In the absence of widely accepted guidelines, variability in prescribing practices will persist. Previous studies have shown that there is substantial variation in the provision of opioid medications following common surgical procedures.35-37 Therefore, some level of standardization may be effective, and recently, the use of prescription “maximums” has been endorsed as a possible strategy to reduce outliers in overprescription.38 The efficacy of standardization was demonstrated in recent study, in which the authors found that acceptance of a postoperative prescribing guideline was successful in reducing the quantity of OMEs after outpatient hand surgery.26 Importantly, the authors of that study found that the implementation group was not at higher risk of requiring secondary opioid medication refills. Our study extends on this finding, demonstrating that for a large number of patients across orthopaedic subspecialties, implementation of opioid reduction goals was effective in reducing opioid prescription without influencing refill rates.

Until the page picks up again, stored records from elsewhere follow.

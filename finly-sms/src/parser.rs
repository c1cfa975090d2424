//! The end-to-end extraction pipeline.

use crate::candidate::CandidateTransaction;
use crate::context::{extract_account, extract_merchant};
use crate::describe::{auto_category, synthesize_description};
use crate::filter::is_financially_relevant;
use crate::rules::extract_kind_and_amount;

/// Extract a candidate transaction from one message, or decide none exists.
///
/// The relevance filter gates everything; a candidate is only produced when
/// both a kind and a strictly-positive amount extract. Merchant and account
/// are best-effort extras and never gate the result. Pure and stateless,
/// so it is safe to map over a batch of messages concurrently.
pub fn parse_sms_transaction(content: &str, sender: &str) -> Option<CandidateTransaction> {
    if !is_financially_relevant(content, sender) {
        return None;
    }

    let (kind, amount) = extract_kind_and_amount(content)?;

    let merchant = extract_merchant(content);
    let account = extract_account(content);
    let description = synthesize_description(kind, content, merchant.as_deref());
    let category = auto_category(content, merchant.as_deref(), kind);

    Some(CandidateTransaction {
        kind,
        amount,
        description,
        category,
        merchant,
        account,
        source: finly_core::TxSource::Sms,
    })
}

Future study should focus on the development of procedure- and patient-specific guidelines to optimize prescription practices. The optimal strategy would be to provide the lowest possible dose while minimizing the need for secondary opioid refill prescriptions. Such a strategy would provide adequate analgesia for postoperative patients while decreasing the risks associated with excessive opioid use and diversion. A large study examining the “optimal” OMEs to prescribe for commonly done orthopaedic procedures would be very helpful to provide guidance to physicians managing postoperative pain. Any guideline, ideally, would also incorporate patient risk factors for higher opioid requirement/use/abuse, including previous exposure to opioids, use of long-acting narcotic medications, and/or other pertinent medical or psychosocial risk factors. In addition, the inclusion of patient pain scores, satisfaction, and perception of pain will be helpful to ensure that efforts to curb opioid overprescription do not come at the expense of adequate postoperative analgesia. These results of this study, which show a successful reduction in opioid prescriptions through the use of a QI initiative, are encouraging that such efforts can be successful without compromising care.